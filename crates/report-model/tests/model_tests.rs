use pretty_assertions::assert_eq;
use report_model::{Row, SheetNameError, StyleSheet, Workbook};

#[test]
fn add_sheet_rejects_case_insensitive_duplicates() {
    let mut workbook = Workbook::new();
    workbook.add_sheet("Summary").expect("first sheet");

    let err = workbook.add_sheet("SUMMARY").unwrap_err();
    assert_eq!(err, SheetNameError::DuplicateName("SUMMARY".to_string()));
    assert_eq!(workbook.sheets.len(), 1);
}

#[test]
fn add_sheet_validates_names() {
    let mut workbook = Workbook::new();
    assert_eq!(workbook.add_sheet("  ").unwrap_err(), SheetNameError::EmptyName);
    assert_eq!(
        workbook.add_sheet("a/b").unwrap_err(),
        SheetNameError::InvalidCharacter('/')
    );
    assert_eq!(
        workbook.add_sheet("x".repeat(32)).unwrap_err(),
        SheetNameError::TooLong
    );
    assert_eq!(
        workbook.add_sheet("'quoted'").unwrap_err(),
        SheetNameError::LeadingOrTrailingApostrophe
    );
}

#[test]
fn with_styles_shares_the_style_sheet() {
    let styles = StyleSheet {
        styles_xml: Some(b"<styleSheet/>".to_vec()),
        ..Default::default()
    };
    let mut report = Workbook::with_styles(styles.clone());
    report
        .add_sheet("Data")
        .expect("add sheet")
        .add_row(Row::from_texts(["a"]));

    assert_eq!(report.styles, styles);
    assert_eq!(report.sheet("data").map(|s| s.rows.len()), Some(1));
}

◆ What the exercise asks:
In the records above, locate every line with the string "Some" and copy it.

◆ Task solution:
        styles_xml: Some(b"<styleSheet/>".to_vec()),
    assert_eq!(report.sheet("data").map(|s| s.rows.len()), Some(1));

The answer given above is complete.